The basic rule of thumb with homeopathy is always to give a remedy, wait and let it do its work, and only if symptoms return give another dose.
The exception would be the use of tissue salts like Calc phos, which are generally given as a 6X potency, 3 times a day. Symphytum, although you cannot necessarily feel the need for it, should also be taken daily at a low dose, until the fracture is healed.
Fractures, the Body Speaks
Okay, this may be a little bit out there for some, but I have a real fascination with understanding the messages that our bodies are trying to convey to us in our symptoms, so I’d like to share a little of my passion for this subject with you here.
So, homeopaths believe that when we become ill, our body may be trying to communicate something to us.
Symptoms are warning signs from the body’s deeper intelligence – they are not the cause of any illness. And they can often be metaphors for what is out of balance at a deeper level – the body’s intelligence signalling what needs to be addressed. A blockage in the throat for example, can indicate that there are things that someone is not expressing out loud, that need to be said. These are some of the myriad signs that many homeopaths will try and read – to help understand the underlying key to your individual case.
Believe it or not, injuries from accidents can also be interpreted as messages from the body. I know this is a bit more of a stretch to get your head around – but it is something that can be used in homeopathy to arrive at the core issue underneath your symptoms and find the right remedy for you. We have a remedy in homeopathy called Syphilinum for example, and one of the indicators that someone might need this remedy is that they have a history of multiple accidents.
So, what could a broken bone be communicating? Well, because fractures lead to a fairly long period of enforced rest, a break from what we had previously been spending our time doing – a fracture could be thought of as the intelligence deep in the body trying to tell us to break away from something we had been previously involved with –a last ditch attempt to break off from some situation or some way of doing things that wasn’t good for us – that wasn’t in line with our deeply held beliefs.
The time out can provide the space to see that things are not as they should be, and the time to figure out how to make a change of direction and possibly find help to do so. Bones hold things rigidly in place, when they break this can provide a release that gives the space for some change to enter our lives.
It is interesting that, for example, it is often as we become older that the worst types of fractures occur, as children have more flexible bones – their thinking is not yet set into such rigid patterns! They are more flexible about making changes.
Of course, this isn’t precisely the case for everyone, each person’s history and symptoms are subtly different and need individual interpretation – but the general idea can often be seen to hold true to a greater or lesser extent.
Either way, if you are having some enforced rest due to a fracture, why not use some of the time to consider the current direction of your life and how you may be able to change your circumstances to suit you better, going forward?
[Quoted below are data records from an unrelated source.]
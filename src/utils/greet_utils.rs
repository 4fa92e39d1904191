#![forbid(unsafe_code)]

use path_absolutize::Absolutize;
use std::ops::Deref;
use std::path::Path;

use poem::Request;

use log::{debug, LevelFilter};

// ***************************************************************************
// GENERAL PUBLIC FUNCTIONS
// ***************************************************************************
// ---------------------------------------------------------------------------
// get_absolute_path:
// ---------------------------------------------------------------------------
/** Replace tilde (~) and environment variable values in a path name and
 * then construct the absolute path name.  Unlike the standard canonicalize
 * method, absolutize does not require that the file exists.
 *
 * On any error the original path is returned unchanged.
 */
pub fn get_absolute_path(path: &str) -> String {
    // Replace ~ and environment variable values if possible.
    // On error, return the string version of the original path.
    let s = match shellexpand::full(path) {
        Ok(x) => x,
        Err(_) => return path.to_owned(),
    };

    // Convert to absolute path if necessary.
    // Return original input on error.
    let p = Path::new(s.deref());
    let p1 = match p.absolutize() {
        Ok(x) => x,
        Err(_) => return path.to_owned(),
    };
    let p2 = match p1.to_str() {
        Some(x) => x,
        None => return path.to_owned(),
    };

    p2.to_owned()
}

// ***************************************************************************
//                                  Traits
// ***************************************************************************
pub trait RequestDebug {
    type Req;
    fn get_request_info(&self) -> String;
}

// ---------------------------------------------------------------------------
// debug_request:
// ---------------------------------------------------------------------------
// Dump http request information to the log.
pub fn debug_request(http_req: &Request, req: &impl RequestDebug) {
    // Check that debug or higher logging is in effect.
    let level = log::max_level();
    if level < LevelFilter::Debug {
        return;
    }

    // Accumulate the output.
    let mut s = "\n".to_string();

    // Restate the URI.
    let uri = http_req.uri();
    s += format!("  URI: {:?}\n", uri).as_str();

    // Accumulate the headers
    let it = http_req.headers().iter();
    for v in it {
         s += format!("  Header: {} = {:?} \n", v.0, v.1).as_str();
    };

    // Add the request's information.
    s += req.get_request_info().as_str();

    // Write the single log record.
    debug!("{}", s);
}

// ***************************************************************************
//                                  Tests
// ***************************************************************************
#[cfg(test)]
mod tests {
    use super::get_absolute_path;

    #[test]
    fn absolute_paths_pass_through() {
        assert_eq!(get_absolute_path("/tmp/greet"), "/tmp/greet");
    }
}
Multiple factors will impact on the rate of healing of a fracture. Some of the things that can slow healing down/ cause complications, include:
· Infection in the injured area
· Bone fragments between the areas of the bone that need to knit back together
· Poor circulation to the injured area
· Hormonal issues in the patient, especially related to the thyroid/ parathyroid
· Using the injured part too early, or not using it enough in the later stages of healing.
· Bone healing becomes slower with old age.
Where a fracture appears to be taking too long to mend, or where there has been a recurrent issue with fractures – this may indicate a deeper underlying issue. It’s better to work with a homeopath to resolve these kinds of complications, as well as in more serious fracture cases.